> [Records for processing]
use chrono::{DateTime, Utc};
use serde::{Deserialize, Serialize};
use uuid::Uuid;

/// Unix timestamp in milliseconds since epoch.
#[derive(Clone, Copy, Debug, PartialEq, Eq, PartialOrd, Ord, Hash, Serialize, Deserialize)]
pub struct Timestamp(pub i64);

impl Timestamp {
    pub fn now() -> Self {
        Self(Utc::now().timestamp_millis())
    }

    pub fn from_datetime(dt: DateTime<Utc>) -> Self {
        Self(dt.timestamp_millis())
    }

    pub fn to_datetime(&self) -> DateTime<Utc> {
        DateTime::from_timestamp_millis(self.0).unwrap_or_default()
    }
}

/// Identity of one hands-free session, from `start()` until the next `start()`.
///
/// Pause/resume cycles keep the same id.
#[derive(Clone, Copy, Debug, PartialEq, Eq, Hash, Serialize, Deserialize)]
pub struct SessionId(pub Uuid);

impl SessionId {
    pub fn new() -> Self {
        Self(Uuid::new_v4())
    }

    /// Placeholder used before the first `start()`.
    pub fn nil() -> Self {
        Self(Uuid::nil())
    }
}

impl Default for SessionId {
    fn default() -> Self {
        Self::new()
    }
}

impl std::fmt::Display for SessionId {
    fn fmt(&self, f: &mut std::fmt::Formatter<'_>) -> std::fmt::Result {
        self.0.fmt(f)
    }
}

> [How to complete this task] Print out the whole of the material exactly, line for line.

> [Answer area]
use chrono::{DateTime, Utc};
use serde::{Deserialize, Serialize};
use uuid::Uuid;

/// Unix timestamp in milliseconds since epoch.
#[derive(Clone, Copy, Debug, PartialEq, Eq, PartialOrd, Ord, Hash, Serialize, Deserialize)]
pub struct Timestamp(pub i64);

impl Timestamp {
    pub fn now() -> Self {
        Self(Utc::now().timestamp_millis())
    }

    pub fn from_datetime(dt: DateTime<Utc>) -> Self {
        Self(dt.timestamp_millis())
    }

    pub fn to_datetime(&self) -> DateTime<Utc> {
        DateTime::from_timestamp_millis(self.0).unwrap_or_default()
    }
}

/// Identity of one hands-free session, from `start()` until the next `start()`.
///
/// Pause/resume cycles keep the same id.
#[derive(Clone, Copy, Debug, PartialEq, Eq, Hash, Serialize, Deserialize)]
pub struct SessionId(pub Uuid);

impl SessionId {
    pub fn new() -> Self {
        Self(Uuid::new_v4())
    }

    /// Placeholder used before the first `start()`.
    pub fn nil() -> Self {
        Self(Uuid::nil())
    }
}

impl Default for SessionId {
    fn default() -> Self {
        Self::new()
    }
}

impl std::fmt::Display for SessionId {
    fn fmt(&self, f: &mut std::fmt::Formatter<'_>) -> std::fmt::Result {
        self.0.fmt(f)
    }
}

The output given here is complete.